Anxiety, depression, and trauma disorders are often treated using exposure therapy, which is a psychological treatment that is based on extinction learning, but not everyone responds well to these treatments because it is possible that some individuals with these disorders have difficulty forming lasting extinction memories compared to healthy individuals and this could represent an underlying vulnerability that increases the risk of developing these types of problems, to begin with, and prevents a successful treatment. 
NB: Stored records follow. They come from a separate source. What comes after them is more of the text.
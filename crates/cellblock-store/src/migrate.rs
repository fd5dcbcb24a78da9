//! Schema migration for persisted documents
//!
//! Every document carries an integer `version`. Loading walks an ordered
//! list of upgraders, one per version step, until the document reaches the
//! current version. Each upgrader is a pure function from the old document
//! to a new one; the migrator stamps the new version after each step.

use cellblock_api::Location;
use serde_json::{Map, Value};
use std::fmt;
use thiserror::Error;
use tracing::{error, info, warn};

use crate::record::{document_version, location_value, normalize_location, Document, VERSION_FIELD};

/// Current prisoner document version
pub const PRISONER_VERSION: u32 = 6;

/// Current jail list document version
pub const JAIL_VERSION: u32 = 4;

/// Errors raised by a single upgrade step
#[derive(Debug, Clone, Error, PartialEq)]
pub enum MigrationError {
    #[error("field '{field}' is malformed: {message}")]
    Malformed { field: String, message: String },

    #[error("no upgrader registered from version {0}")]
    MissingStep(u32),
}

/// Settings an upgrade step may consult
#[derive(Debug, Clone, Default)]
pub struct MigrationContext {
    /// Location that older releases wrote when the real one was unknown
    pub legacy_backup_location: Option<Location>,
}

pub type UpgradeFn = fn(Document, &MigrationContext) -> Result<Document, MigrationError>;

/// One version step
#[derive(Clone, Copy)]
pub struct Upgrader {
    pub from: u32,
    pub description: &'static str,
    pub apply: UpgradeFn,
}

impl fmt::Debug for Upgrader {
    fn fmt(&self, f: &mut fmt::Formatter<'_>) -> fmt::Result {
        f.debug_struct("Upgrader")
            .field("from", &self.from)
            .field("description", &self.description)
            .finish()
    }
}

/// Kind of document a migrator handles
#[derive(Debug, Clone, Copy, PartialEq, Eq)]
pub enum RecordKind {
    Prisoner,
    Jails,
}

impl fmt::Display for RecordKind {
    fn fmt(&self, f: &mut fmt::Formatter<'_>) -> fmt::Result {
        match self {
            RecordKind::Prisoner => write!(f, "prisoner"),
            RecordKind::Jails => write!(f, "jails"),
        }
    }
}

/// Outcome of migrating one document
#[derive(Debug, Clone, PartialEq)]
pub struct Migrated {
    pub document: Document,
    pub from_version: u32,
    /// True when at least one step ran and the document should be rewritten
    pub upgraded: bool,
}

/// Applies the upgrade chain for one record kind
#[derive(Debug, Clone)]
pub struct SchemaMigrator {
    kind: RecordKind,
    current: u32,
    upgraders: Vec<Upgrader>,
    context: MigrationContext,
}

impl SchemaMigrator {
    pub fn new(
        kind: RecordKind,
        current: u32,
        upgraders: Vec<Upgrader>,
        context: MigrationContext,
    ) -> Self {
        Self {
            kind,
            current,
            upgraders,
            context,
        }
    }

    pub fn for_prisoners(context: MigrationContext) -> Self {
        Self::new(
            RecordKind::Prisoner,
            PRISONER_VERSION,
            prisoner::upgraders(),
            context,
        )
    }

    pub fn for_jails(context: MigrationContext) -> Self {
        Self::new(RecordKind::Jails, JAIL_VERSION, jail::upgraders(), context)
    }

    pub fn current_version(&self) -> u32 {
        self.current
    }

    /// Bring `doc` up to the current version.
    ///
    /// Never fails: a broken step is logged and the document from before
    /// that step is kept. `key` names the record in log output.
    pub fn migrate(&self, key: &str, doc: Document) -> Migrated {
        let from_version = document_version(&doc);

        if from_version > self.current {
            warn!(
                kind = %self.kind,
                record = key,
                version = from_version,
                current = self.current,
                "Record was written by a newer release"
            );
            warn!(kind = %self.kind, record = key, "Continuing to load it as-is");
            warn!(kind = %self.kind, record = key, "Consider updating cellblock");
            return Migrated {
                document: doc,
                from_version,
                upgraded: false,
            };
        }

        let mut doc = doc;
        let mut version = from_version;
        let mut upgraded = false;

        while version < self.current {
            let Some(step) = self.upgraders.iter().find(|u| u.from == version) else {
                error!(
                    kind = %self.kind,
                    record = key,
                    error = %MigrationError::MissingStep(version),
                    "Migration stopped"
                );
                break;
            };

            match (step.apply)(doc.clone(), &self.context) {
                Ok(mut next) => {
                    version += 1;
                    next.insert(VERSION_FIELD.into(), Value::from(version));
                    doc = next;
                    upgraded = true;
                }
                Err(e) => {
                    error!(
                        kind = %self.kind,
                        record = key,
                        from = step.from,
                        step = step.description,
                        error = %e,
                        "Migration step failed; keeping the record as it was before this step"
                    );
                    break;
                }
            }
        }

        if upgraded {
            info!(
                kind = %self.kind,
                record = key,
                from = from_version,
                to = version,
                "Migrated record"
            );
        }

        Migrated {
            document: doc,
            from_version,
            upgraded,
        }
    }
}

fn rename_key(doc: &mut Document, old: &str, new: &str) {
    if let Some(value) = doc.remove(old)
        && !doc.contains_key(new)
    {
        doc.insert(new.to_string(), value);
    }
}

fn normalized(field: &str, value: &Value) -> Result<Value, MigrationError> {
    normalize_location(value)
        .map(|loc| location_value(&loc))
        .ok_or_else(|| MigrationError::Malformed {
            field: field.to_string(),
            message: format!("not a location: {value}"),
        })
}

mod prisoner {
    use super::*;

    const UNKNOWN_LOCATION: &str = "unknown-location";
    const LAST_LOCATION: &str = "last-location";

    pub(super) fn upgraders() -> Vec<Upgrader> {
        vec![
            Upgrader {
                from: 1,
                description: "rename legacy keys",
                apply: rename_legacy_keys,
            },
            Upgrader {
                from: 2,
                description: "fold released flag into seconds-left",
                apply: fold_released,
            },
            Upgrader {
                from: 3,
                description: "mark unknown last locations",
                apply: mark_unknown_location,
            },
            Upgrader {
                from: 4,
                description: "add reason",
                apply: add_reason,
            },
            Upgrader {
                from: 5,
                description: "normalize last location",
                apply: normalize_last_location,
            },
        ]
    }

    fn rename_legacy_keys(mut doc: Document, _: &MigrationContext) -> Result<Document, MigrationError> {
        rename_key(&mut doc, "unjailed", "released");
        rename_key(&mut doc, "lastlocation", LAST_LOCATION);
        rename_key(&mut doc, "jailedby", "jailed-by");
        rename_key(&mut doc, "secondsleft", "seconds-left");
        Ok(doc)
    }

    fn fold_released(mut doc: Document, _: &MigrationContext) -> Result<Document, MigrationError> {
        if let Some(released) = doc.remove("released")
            && released.as_bool() == Some(true)
        {
            doc.insert("seconds-left".into(), Value::from(0));
        }
        Ok(doc)
    }

    fn mark_unknown_location(
        mut doc: Document,
        ctx: &MigrationContext,
    ) -> Result<Document, MigrationError> {
        let unknown = match doc.get(LAST_LOCATION) {
            None => true,
            Some(Value::Null) => true,
            Some(value) => match (&ctx.legacy_backup_location, normalize_location(value)) {
                (Some(backup), Some(loc)) => *backup == loc,
                _ => false,
            },
        };

        if unknown && doc.contains_key(LAST_LOCATION) {
            doc.insert(LAST_LOCATION.into(), Value::Null);
        }
        doc.insert(UNKNOWN_LOCATION.into(), Value::Bool(unknown));
        Ok(doc)
    }

    fn add_reason(mut doc: Document, _: &MigrationContext) -> Result<Document, MigrationError> {
        doc.entry("reason").or_insert(Value::Null);
        Ok(doc)
    }

    fn normalize_last_location(
        mut doc: Document,
        _: &MigrationContext,
    ) -> Result<Document, MigrationError> {
        let unknown = doc
            .remove(UNKNOWN_LOCATION)
            .and_then(|v| v.as_bool())
            .unwrap_or(false);

        let location = match doc.get(LAST_LOCATION) {
            _ if unknown => Value::Null,
            None | Some(Value::Null) => Value::Null,
            Some(value) => normalized(LAST_LOCATION, value)?,
        };
        doc.insert(LAST_LOCATION.into(), location);
        Ok(doc)
    }
}

mod jail {
    use super::*;

    pub(super) fn upgraders() -> Vec<Upgrader> {
        vec![
            Upgrader {
                from: 1,
                description: "collect jails into a list",
                apply: collect_into_list,
            },
            Upgrader {
                from: 2,
                description: "recognize release locations",
                apply: |doc, _| Ok(doc),
            },
            Upgrader {
                from: 3,
                description: "normalize jail locations",
                apply: normalize_locations,
            },
        ]
    }

    /// Version 1 stored each jail as a top-level `name: location` entry.
    fn collect_into_list(doc: Document, _: &MigrationContext) -> Result<Document, MigrationError> {
        let jails: Vec<Value> = doc
            .into_iter()
            .filter(|(name, value)| !(name == VERSION_FIELD && value.is_number()))
            .map(|(name, location)| {
                let mut entry = Map::new();
                entry.insert("name".into(), Value::String(name));
                entry.insert("location".into(), location);
                Value::Object(entry)
            })
            .collect();

        let mut next = Document::new();
        next.insert("jails".into(), Value::Array(jails));
        Ok(next)
    }

    fn normalize_locations(mut doc: Document, _: &MigrationContext) -> Result<Document, MigrationError> {
        let Some(Value::Array(entries)) = doc.get_mut("jails") else {
            return Err(MigrationError::Malformed {
                field: "jails".into(),
                message: "expected a list".into(),
            });
        };

        for entry in entries.iter_mut() {
            let Some(obj) = entry.as_object_mut() else {
                continue;
            };
            if let Some(location) = obj.get("location") {
                let location = normalized("location", location)?;
                obj.insert("location".into(), location);
            }
            if let Some(release) = obj.get("release-location")
                && !release.is_null()
            {
                let release = normalized("release-location", release)?;
                obj.insert("release-location".into(), release);
            }
        }
        Ok(doc)
    }
}
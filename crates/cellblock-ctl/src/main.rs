//! cellblockctl - admin client for cellblockd
//!
//! Issues jail commands to a running cellblockd over its Unix socket.

use anyhow::{bail, Context, Result};
use cellblock_api::{
    Actor, Command, EventPayload, JailView, Location, PrisonerView, ResponsePayload,
};
use cellblock_ipc::IpcClient;
use cellblock_util::{
    default_socket_path, format_datetime_full, format_duration, parse_duration, JailName, SubjectId,
};
use clap::{Parser, Subcommand};
use std::path::PathBuf;
use std::time::Duration;
use tracing::debug;
use tracing_subscriber::EnvFilter;

/// cellblockctl - manage prisoners and jails
#[derive(Parser, Debug)]
#[command(name = "cellblockctl")]
#[command(version, about, long_about = None)]
struct Cli {
    /// Path to the cellblockd socket (or set CELLBLOCK_SOCKET env var)
    #[arg(short, long, env = "CELLBLOCK_SOCKET", default_value_os_t = default_socket_path())]
    socket: PathBuf,

    /// Print responses as JSON
    #[arg(long)]
    json: bool,

    /// Log level (trace, debug, info, warn, error)
    #[arg(long, default_value = "warn")]
    log_level: String,

    #[command(subcommand)]
    command: Commands,
}

#[derive(Subcommand, Debug)]
enum Commands {
    /// Jail a player, or move a prisoner to a new sentence
    Jail {
        /// Player UUID
        subject: SubjectId,

        /// Jail name
        jail: String,

        /// Sentence length, e.g. 90, 15m, 1h30m, 2d
        #[arg(value_parser = parse_sentence)]
        duration: Duration,

        /// Reason shown in info
        #[arg(short, long)]
        reason: Option<String>,

        /// Name recorded as the jailer (default: console)
        #[arg(long)]
        by: Option<String>,
    },

    /// Release a prisoner
    Unjail {
        /// Player UUID
        subject: SubjectId,

        /// Name recorded as the releaser (default: console)
        #[arg(long)]
        by: Option<String>,
    },

    /// Show one prisoner
    Info {
        /// Player UUID
        subject: SubjectId,
    },

    /// List every prisoner
    #[command(alias = "ls")]
    Prisoners,

    /// List every jail
    Jails,

    /// Create a jail, or move an existing one
    #[command(allow_negative_numbers = true)]
    Setjail {
        /// Jail name
        name: String,
        world: String,
        x: f64,
        y: f64,
        z: f64,
        #[arg(long, default_value_t = 0.0)]
        yaw: f32,
        #[arg(long, default_value_t = 0.0)]
        pitch: f32,
    },

    /// Delete a jail
    Deljail {
        /// Jail name
        name: String,
    },

    /// Save, re-read configuration and reload persisted state
    Reload,

    /// Persist every prisoner and jail now
    Save,

    /// Stream events until interrupted
    Watch,
}

fn parse_sentence(input: &str) -> Result<Duration, String> {
    match parse_duration(input) {
        Ok(d) if d.is_zero() => Err("sentence must be longer than zero".into()),
        Ok(d) => Ok(d),
        Err(e) => Err(e.to_string()),
    }
}

fn actor(by: Option<String>) -> Actor {
    Actor { id: None, name: by }
}

impl Commands {
    /// The protocol command, or None for commands handled locally
    fn into_command(self) -> Option<Command> {
        let command = match self {
            Commands::Jail {
                subject,
                jail,
                duration,
                reason,
                by,
            } => Command::Jail {
                subject,
                jail: JailName::new(jail),
                duration,
                jailer: actor(by),
                reason,
            },
            Commands::Unjail { subject, by } => Command::Unjail {
                subject,
                actor: actor(by),
            },
            Commands::Info { subject } => Command::Info { subject },
            Commands::Prisoners => Command::ListPrisoners,
            Commands::Jails => Command::ListJails,
            Commands::Setjail {
                name,
                world,
                x,
                y,
                z,
                yaw,
                pitch,
            } => Command::SetJail {
                name: JailName::new(name),
                location: Location::new(world, x, y, z).with_rotation(yaw, pitch),
            },
            Commands::Deljail { name } => Command::DelJail {
                name: JailName::new(name),
            },
            Commands::Reload => Command::Reload,
            Commands::Save => Command::Save,
            Commands::Watch => return None,
        };
        Some(command)
    }
}

fn describe_prisoner(p: &PrisonerView) -> String {
    let mut lines = vec![format!(
        "{} ({})",
        p.name.as_deref().unwrap_or("unknown"),
        p.subject
    )];
    lines.push(format!("  Jail: {}", p.jail));
    if p.released {
        lines.push("  Released; waiting for the player to come online".into());
    } else {
        lines.push(format!(
            "  Time left: {} of {}",
            format_duration(p.time_left),
            format_duration(p.total_sentence)
        ));
    }
    if let Some(deadline) = p.deadline
        && !p.released
    {
        lines.push(format!("  Release at: {}", format_datetime_full(&deadline)));
    }
    lines.push(format!("  Jailed by: {}", p.jailed_by.as_deref().unwrap_or("console")));
    if let Some(reason) = &p.reason {
        lines.push(format!("  Reason: {}", reason));
    }
    match &p.last_location {
        Some(location) => lines.push(format!("  Last location: {}", location)),
        None => lines.push("  Last location: unknown".into()),
    }
    lines.join("\n")
}

fn describe_jail(j: &JailView) -> String {
    match &j.release_location {
        Some(release) => format!("{}: {} (release at {})", j.name, j.location, release),
        None => format!("{}: {}", j.name, j.location),
    }
}

fn describe(payload: &ResponsePayload) -> String {
    match payload {
        ResponsePayload::Jailed { prisoner } => {
            format!("Jailed {}", describe_prisoner(prisoner))
        }
        ResponsePayload::Released { changed: true } => "Released".into(),
        ResponsePayload::Released { changed: false } => "Already released".into(),
        ResponsePayload::Prisoner { prisoner: Some(p) } => describe_prisoner(p),
        ResponsePayload::Prisoner { prisoner: None } => "Not jailed".into(),
        ResponsePayload::Prisoners { prisoners } if prisoners.is_empty() => "No prisoners".into(),
        ResponsePayload::Prisoners { prisoners } => prisoners
            .iter()
            .map(describe_prisoner)
            .collect::<Vec<_>>()
            .join("\n"),
        ResponsePayload::Jails { jails } if jails.is_empty() => "No jails".into(),
        ResponsePayload::Jails { jails } => jails
            .iter()
            .map(describe_jail)
            .collect::<Vec<_>>()
            .join("\n"),
        ResponsePayload::JailSet { jail } => format!("Jail set: {}", describe_jail(jail)),
        ResponsePayload::JailDeleted => "Jail deleted".into(),
        ResponsePayload::Reloaded {
            prisoner_count,
            jail_count,
        } => format!("Reloaded {} prisoners and {} jails", prisoner_count, jail_count),
        ResponsePayload::Saved {
            prisoner_count,
            jail_count,
        } => format!("Saved {} prisoners and {} jails", prisoner_count, jail_count),
        other => format!("{:?}", other),
    }
}

async fn watch(client: IpcClient, json: bool) -> Result<()> {
    let mut events = client.subscribe().await.context("Failed to subscribe")?;

    loop {
        let event = events.next().await.context("Event stream ended")?;
        if json {
            println!("{}", serde_json::to_string(&event)?);
            continue;
        }

        let time = format_datetime_full(&event.timestamp);
        match &event.payload {
            EventPayload::PlayerJailed { prisoner } => {
                println!("{} jailed {} in {}", time, prisoner.subject, prisoner.jail)
            }
            EventPayload::PlayerReleased { prisoner } => {
                println!("{} released {}", time, prisoner.subject)
            }
            EventPayload::Shutdown => {
                println!("{} service shutting down", time);
                return Ok(());
            }
            other => println!("{} {:?}", time, other),
        }
    }
}

#[tokio::main]
async fn main() -> Result<()> {
    let cli = Cli::parse();

    let filter =
        EnvFilter::try_from_default_env().unwrap_or_else(|_| EnvFilter::new(&cli.log_level));
    tracing_subscriber::fmt()
        .with_env_filter(filter)
        .with_writer(std::io::stderr)
        .init();

    let mut client = IpcClient::connect(&cli.socket)
        .await
        .with_context(|| format!("Failed to connect to cellblockd at {}", cli.socket.display()))?;
    debug!(socket = %cli.socket.display(), "Connected");

    let Some(command) = cli.command.into_command() else {
        return watch(client, cli.json).await;
    };

    let payload = match client.request(command).await {
        Ok(payload) => payload,
        Err(cellblock_ipc::IpcError::ServerError(message)) => bail!("{}", message),
        Err(e) => return Err(e).context("Request failed"),
    };

    if cli.json {
        println!("{}", serde_json::to_string_pretty(&payload)?);
    } else {
        println!("{}", describe(&payload));
    }
    Ok(())
}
Bjorkstrand adds that their results suggest that if mindfulness training is combined with exposure therapy, it can give psychiatrists and psychologists a larger and longer-lasting treatment for their patients. The research team will repeat the experiment with twice the number of participants and they will also use an fMRI scanner that can measure the brain activities of the subjects. They hope that their findings can bring further development if mindfulness technique and be used as an effective therapy tool for anxiety, depression, and other mood disorders. 

 

How to Be More Mindful 

Notice every day - it is important to notice the sensations of the things that you eat, the air that moves past your body as you walk -- it may sound very small and mundane but these things have a huge power to interrupt the autopilot mode that most people engage in every day. 

Regular meditation habits - mindfulness meditation involves sitting silently and paying attention to your thoughts, sounds, surroundings, and the sensations of breathing or some parts of the body and bringing back your attention whenever the mind starts to wander. This can help with relaxation and keeping anxieties at bay. 

Other Benefits of Mindfulness

According to the American Psychological Association, mindfulness has these benefits:

Reduced stress - mindfulness meditation increases positive affect and decreases anxiety and negative affect. It can shift people’s ability to use emotion regulation strategies in a way that enables them to experience emotions selectively and focus on the positive emotions that can give them less stress and anxiety. Mindfulness can also help alleviate stress by improving emotion regulation and this leads to a better mood overall. 

Better focus - researchers have found out that people who did mindful meditation had a better performance on all measures of attention and had higher self-reported mindfulness, which was directly correlated with their cognitive flexibility and attentional functioning. 

Decreased depressive symptoms - mindfulness has also long been considered as an effective supplemental tool for depression. It can decrease depressive symptoms, anxiety, and stress in young adults and also increase self-compassion. 

Other benefits: mindfulness has been shown to enhance self-insight, morality, intuition, and fear modulation -- all these functions are related to the brain’s middle prefrontal lobe area.